● **Exercise**
Below is a listing. Gather each line of it that contains "ChemicalMatch".

*** Opening of Entries shown ***

//! Structured classification of a user turn.
//!
//! The classifier model is asked to emit exactly this JSON shape. Every field
//! is defaulted on deserialization so a partially-filled object from the model
//! still yields a well-formed [`Intent`].

use serde::{Deserialize, Deserializer, Serialize};

/// Intent label used when classification fails.
pub const GENERAL_QUESTION: &str = "general_question";

#[derive(Debug, Clone, PartialEq, Serialize, Deserialize)]
pub struct Intent {
    /// Category label, e.g. `chemical_lookup`, `chemical_followup`, `weather`.
    #[serde(default = "general_question")]
    pub intent: String,

    #[serde(default)]
    pub targets: Targets,

    #[serde(default)]
    pub needs: Needs,

    #[serde(default)]
    pub query: String,
}

fn general_question() -> String {
    GENERAL_QUESTION.into()
}

/// Entities the user named. Blank strings from the model count as absent.
#[derive(Debug, Clone, Default, PartialEq, Serialize, Deserialize)]
pub struct Targets {
    #[serde(default, deserialize_with = "non_blank")]
    pub crop: Option<String>,

    #[serde(rename = "pestOrDisease", default, deserialize_with = "non_blank")]
    pub pest_or_disease: Option<String>,

    #[serde(default, deserialize_with = "non_blank")]
    pub chemical: Option<String>,
}

impl Targets {
    pub fn is_empty(&self) -> bool {
        self.crop.is_none() && self.pest_or_disease.is_none() && self.chemical.is_none()
    }
}

fn non_blank<'de, D>(deserializer: D) -> Result<Option<String>, D::Error>
where
    D: Deserializer<'de>,
{
    let value: Option<String> = Option::deserialize(deserializer)?;
    Ok(value
        .map(|s| s.trim().to_string())
        .filter(|s| !s.is_empty() && !s.eq_ignore_ascii_case("null")))
}

/// Which data sources the turn requires.
#[derive(Debug, Clone, Copy, Default, PartialEq, Eq, Serialize, Deserialize)]
pub struct Needs {
    #[serde(default)]
    pub image: bool,
    #[serde(default)]
    pub weather: bool,
    #[serde(default)]
    pub vector_search: bool,
    #[serde(default)]
    pub db_crop: bool,
    #[serde(default)]
    pub db_pest: bool,
    #[serde(default)]
    pub db_chemical: bool,
    #[serde(default)]
    pub memory: bool,
}

impl Needs {
    pub fn any(&self) -> bool {
        self.image
            || self.weather
            || self.vector_search
            || self.db_crop
            || self.db_pest
            || self.db_chemical
            || self.memory
    }

    /// Either of the two product lookups.
    pub fn chemical(&self) -> bool {
        self.db_chemical || self.vector_search
    }
}

impl Intent {
    /// The safe default: a general question with no data needs.
    pub fn fallback(query: impl Into<String>) -> Self {
        Self {
            intent: general_question(),
            targets: Targets::default(),
            needs: Needs::default(),
            query: query.into(),
        }
    }

    pub fn is_fallback(&self) -> bool {
        self.intent == GENERAL_QUESTION && !self.needs.any() && self.targets.is_empty()
    }
}

#[cfg(test)]
mod tests {
    use super::*;

    #[test]
    fn fallback_has_no_needs_or_targets() {
        let intent = Intent::fallback("hello");
        assert_eq!(intent.intent, GENERAL_QUESTION);
        assert!(!intent.needs.any());
        assert!(intent.targets.is_empty());
        assert_eq!(intent.query, "hello");
        assert!(intent.is_fallback());
    }

    #[test]
    fn parses_model_output() {
        let json = r#"{
            "intent": "chemical_lookup",
            "targets": {"crop": "maize", "pestOrDisease": "aphids", "chemical": null},
            "needs": {"vector_search": true, "db_chemical": true, "db_crop": true},
            "query": "what can I use for aphids on my maize?"
        }"#;
        let intent: Intent = serde_json::from_str(json).unwrap();
        assert_eq!(intent.intent, "chemical_lookup");
        assert_eq!(intent.targets.crop.as_deref(), Some("maize"));
        assert_eq!(intent.targets.pest_or_disease.as_deref(), Some("aphids"));
        assert!(intent.targets.chemical.is_none());
        assert!(intent.needs.chemical());
        assert!(!intent.needs.weather);
    }

    #[test]
    fn blank_targets_are_absent() {
        let json = r#"{"intent": "x", "targets": {"crop": "  ", "chemical": "null"}}"#;
        let intent: Intent = serde_json::from_str(json).unwrap();
        assert!(intent.targets.is_empty());
    }

    #[test]
    fn missing_fields_take_defaults() {
        let intent: Intent = serde_json::from_str("{}").unwrap();
        assert_eq!(intent.intent, GENERAL_QUESTION);
        assert!(!intent.needs.any());
    }
}
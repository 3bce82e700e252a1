//! Maps a fused bundle back into frame updates.

use fieldvoice_core::bundle::DataBundle;
use fieldvoice_core::chemical::ChemicalSearchResult;
use fieldvoice_core::context::ContextUpdate;
use fieldvoice_core::vision::VisionResult;

/// Frame updates for one turn, in application order.
///
/// Vision-derived entries come first so that freshly fetched crop, pest and
/// chemical data from the bundle win under last-write-wins.
pub fn prepare_context_updates(
    bundle: &DataBundle,
    vision: Option<&VisionResult>,
) -> Vec<ContextUpdate> {
    let mut updates = Vec::new();

    if let Some(vision) = vision {
        updates.push(ContextUpdate::Vision(vision.clone()));

        if let Some(crop) = &vision.crop {
            updates.push(ContextUpdate::Crop(crop.clone()));
        }
        if let Some(pest) = &vision.pest {
            updates.push(ContextUpdate::Pest(pest.clone()));
        }
        if let Some(chemical) = &vision.chemical {
            updates.push(ContextUpdate::Chemical(ChemicalSearchResult {
                answer: String::new(),
                success: true,
                products: vec![chemical.clone()],
                best_match: Some(chemical.clone()),
            }));
        }
    }

    if let Some(weather) = bundle.weather().filter(|w| !w.is_null()) {
        updates.push(ContextUpdate::Weather(weather.clone()));
    }

    if let Some(chemical) = bundle.chemical() {
        updates.push(ContextUpdate::Chemical(chemical.clone()));
    }

    if let Some(crop) = bundle.crop() {
        updates.push(ContextUpdate::Crop(crop.clone()));
    }

    if let Some(pest) = bundle.pest() {
        updates.push(ContextUpdate::Pest(pest.clone()));
    }

    if let Some(memory) = bundle.memory() {
        updates.push(ContextUpdate::Memory(memory.to_vec()));
    }

    updates
}
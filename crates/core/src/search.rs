//! Product index trait — approximate k-nearest-neighbor search.

use async_trait::async_trait;
use serde::{Deserialize, Serialize};
use crate::chemical::ChemicalMatch;
use crate::error::SearchError;

/// A kNN request against a named index.
#[derive(Debug, Clone, PartialEq, Serialize, Deserialize)]
pub struct KnnQuery {
    pub index: String,
    pub vector: Vec<f32>,
    /// Number of results to return
    pub k: usize,
    /// Candidate pool examined per shard; much larger than `k` for recall
    pub num_candidates: usize,
}

/// One ranked hit.
#[derive(Debug, Clone, PartialEq, Serialize, Deserialize)]
pub struct SearchHit {
    pub id: String,
    pub score: f64,
    #[serde(default)]
    pub name: Option<String>,
    #[serde(default)]
    pub description: Option<String>,
}

impl SearchHit {
    /// The hit as a product match, or `None` when it carries no usable name.
    pub fn into_match(self) -> Option<ChemicalMatch> {
        let name = self.name.filter(|n| !n.trim().is_empty())?;
        Some(ChemicalMatch {
            id: self.id,
            name,
            score: self.score,
            description: self.description,
        })
    }
}

#[async_trait]
pub trait ProductIndex: Send + Sync {
    /// A human-readable name for this index backend.
    fn name(&self) -> &str;

    /// Return hits ordered by descending relevance score.
    async fn knn_search(&self, query: KnnQuery) -> Result<Vec<SearchHit>, SearchError>;
}
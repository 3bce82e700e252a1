//! The per-turn data bundle handed to answer generation.
//!
//! Each dispatched source contributes exactly one [`SourceResult`]. A source
//! that ran and found nothing is present with an empty payload; a source that
//! was not needed is absent. The two are never conflated.

use serde::ser::SerializeMap;
use serde::{Deserialize, Serialize, Serializer};

use crate::chemical::{ChemicalContext, ChemicalMatch, ChemicalSearchResult};
use crate::context::{ContextFrame, Entity};
use crate::message::HistoryLine;
use crate::vision::VisionResult;

/// Prior-turn entities re-exposed to answer generation.
#[derive(Debug, Clone, Default, PartialEq, Serialize, Deserialize)]
#[serde(rename_all = "camelCase")]
pub struct ConversationContext {
    #[serde(default, skip_serializing_if = "Option::is_none")]
    pub chemical: Option<ChemicalContext>,
    #[serde(default, skip_serializing_if = "Option::is_none")]
    pub best_match: Option<ChemicalMatch>,
    #[serde(default, skip_serializing_if = "Option::is_none")]
    pub crop: Option<Entity>,
    #[serde(default, skip_serializing_if = "Option::is_none")]
    pub pest: Option<Entity>,
    #[serde(default, skip_serializing_if = "Option::is_none")]
    pub vision: Option<VisionResult>,
}

impl ConversationContext {
    /// Summarize a frame, if it carries any product context.
    pub fn from_frame(frame: &ContextFrame) -> Option<Self> {
        if !frame.has_chemical_context() {
            return None;
        }
        Some(Self {
            chemical: frame.chemical.clone(),
            best_match: frame.best_match.clone(),
            crop: frame.crop.clone(),
            pest: frame.pest.clone(),
            vision: frame.vision.clone(),
        })
    }
}

/// One source's contribution to the bundle.
#[derive(Debug, Clone, PartialEq)]
pub enum SourceResult {
    Vision(VisionResult),
    Weather(serde_json::Value),
    Chemical(ChemicalSearchResult),
    Crop(Entity),
    Pest(Entity),
    Memory(Vec<HistoryLine>),
    ConversationContext(ConversationContext),
}

impl SourceResult {
    /// Key of this source in the serialized bundle.
    pub fn source_name(&self) -> &'static str {
        match self {
            SourceResult::Vision(_) => "vision",
            SourceResult::Weather(_) => "weather",
            SourceResult::Chemical(_) => "chemical",
            SourceResult::Crop(_) => "crop",
            SourceResult::Pest(_) => "pest",
            SourceResult::Memory(_) => "memory",
            SourceResult::ConversationContext(_) => "conversationContext",
        }
    }
}

/// The fused results of one turn, at most one entry per source.
#[derive(Debug, Clone, Default, PartialEq)]
pub struct DataBundle {
    results: Vec<SourceResult>,
}

impl DataBundle {
    pub fn new() -> Self {
        Self::default()
    }

    /// Add a source result, replacing an earlier one from the same source.
    pub fn insert(&mut self, result: SourceResult) {
        let name = result.source_name();
        match self.results.iter_mut().find(|r| r.source_name() == name) {
            Some(slot) => *slot = result,
            None => self.results.push(result),
        }
    }

    pub fn contains(&self, source_name: &str) -> bool {
        self.results.iter().any(|r| r.source_name() == source_name)
    }

    pub fn iter(&self) -> impl Iterator<Item = &SourceResult> {
        self.results.iter()
    }

    pub fn len(&self) -> usize {
        self.results.len()
    }

    pub fn is_empty(&self) -> bool {
        self.results.is_empty()
    }

    pub fn vision(&self) -> Option<&VisionResult> {
        self.iter().find_map(|r| match r {
            SourceResult::Vision(v) => Some(v),
            _ => None,
        })
    }

    pub fn weather(&self) -> Option<&serde_json::Value> {
        self.iter().find_map(|r| match r {
            SourceResult::Weather(w) => Some(w),
            _ => None,
        })
    }

    pub fn chemical(&self) -> Option<&ChemicalSearchResult> {
        self.iter().find_map(|r| match r {
            SourceResult::Chemical(c) => Some(c),
            _ => None,
        })
    }

    pub fn crop(&self) -> Option<&Entity> {
        self.iter().find_map(|r| match r {
            SourceResult::Crop(c) => Some(c),
            _ => None,
        })
    }

    pub fn pest(&self) -> Option<&Entity> {
        self.iter().find_map(|r| match r {
            SourceResult::Pest(p) => Some(p),
            _ => None,
        })
    }

    pub fn memory(&self) -> Option<&[HistoryLine]> {
        self.iter().find_map(|r| match r {
            SourceResult::Memory(m) => Some(m.as_slice()),
            _ => None,
        })
    }

    pub fn conversation_context(&self) -> Option<&ConversationContext> {
        self.iter().find_map(|r| match r {
            SourceResult::ConversationContext(c) => Some(c),
            _ => None,
        })
    }
}

impl Serialize for DataBundle {
    fn serialize<S: Serializer>(&self, serializer: S) -> Result<S::Ok, S::Error> {
        let mut map = serializer.serialize_map(Some(self.results.len()))?;
        for result in &self.results {
            let key = result.source_name();
            match result {
                SourceResult::Vision(v) => map.serialize_entry(key, v)?,
                SourceResult::Weather(w) => map.serialize_entry(key, w)?,
                SourceResult::Chemical(c) => map.serialize_entry(key, c)?,
                SourceResult::Crop(c) => map.serialize_entry(key, c)?,
                SourceResult::Pest(p) => map.serialize_entry(key, p)?,
                SourceResult::Memory(m) => map.serialize_entry(key, m)?,
                SourceResult::ConversationContext(c) => map.serialize_entry(key, c)?,
            }
        }
        map.end()
    }
}

#[cfg(test)]
mod tests {
    use super::*;
    use crate::context::ContextUpdate;

    #[test]
    fn insert_replaces_same_source() {
        let mut bundle = DataBundle::new();
        bundle.insert(SourceResult::Crop(Entity::named("maize")));
        bundle.insert(SourceResult::Crop(Entity::named("wheat")));
        assert_eq!(bundle.len(), 1);
        assert_eq!(bundle.crop().unwrap().name, "wheat");
    }

    #[test]
    fn empty_memory_is_distinct_from_absent_memory() {
        let mut bundle = DataBundle::new();
        assert!(bundle.memory().is_none());
        bundle.insert(SourceResult::Memory(vec![]));
        assert_eq!(bundle.memory().map(|m| m.len()), Some(0));

        let json = serde_json::to_value(&bundle).unwrap();
        assert_eq!(json["memory"], serde_json::json!([]));
    }

    #[test]
    fn serializes_as_source_keyed_map() {
        let mut bundle = DataBundle::new();
        bundle.insert(SourceResult::Pest(Entity::named("aphids")));
        bundle.insert(SourceResult::Chemical(ChemicalSearchResult::not_found("x")));
        let json = serde_json::to_value(&bundle).unwrap();
        assert_eq!(json["pest"]["name"], "aphids");
        assert_eq!(json["chemical"]["success"], false);
        assert!(json.get("weather").is_none());
    }

    #[test]
    fn conversation_context_requires_product_context() {
        let mut frame = ContextFrame::default();
        frame.apply(&ContextUpdate::Crop(Entity::named("maize")));
        assert!(ConversationContext::from_frame(&frame).is_none());

        frame.apply(&ContextUpdate::Chemical(ChemicalSearchResult::found(
            "",
            vec![ChemicalMatch::new("1", "ProductX", 0.9)],
            None,
        )));
        let ctx = ConversationContext::from_frame(&frame).unwrap();
        assert_eq!(ctx.best_match.unwrap().name, "ProductX");
        assert_eq!(ctx.crop.unwrap().name, "maize");
    }
}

*** Close of Entries shown ***

● **Answer for this exercise**
use crate::chemical::ChemicalMatch;
    pub fn into_match(self) -> Option<ChemicalMatch> {
        Some(ChemicalMatch {
use crate::chemical::{ChemicalContext, ChemicalMatch, ChemicalSearchResult};
    pub best_match: Option<ChemicalMatch>,
            vec![ChemicalMatch::new("1", "ProductX", 0.9)],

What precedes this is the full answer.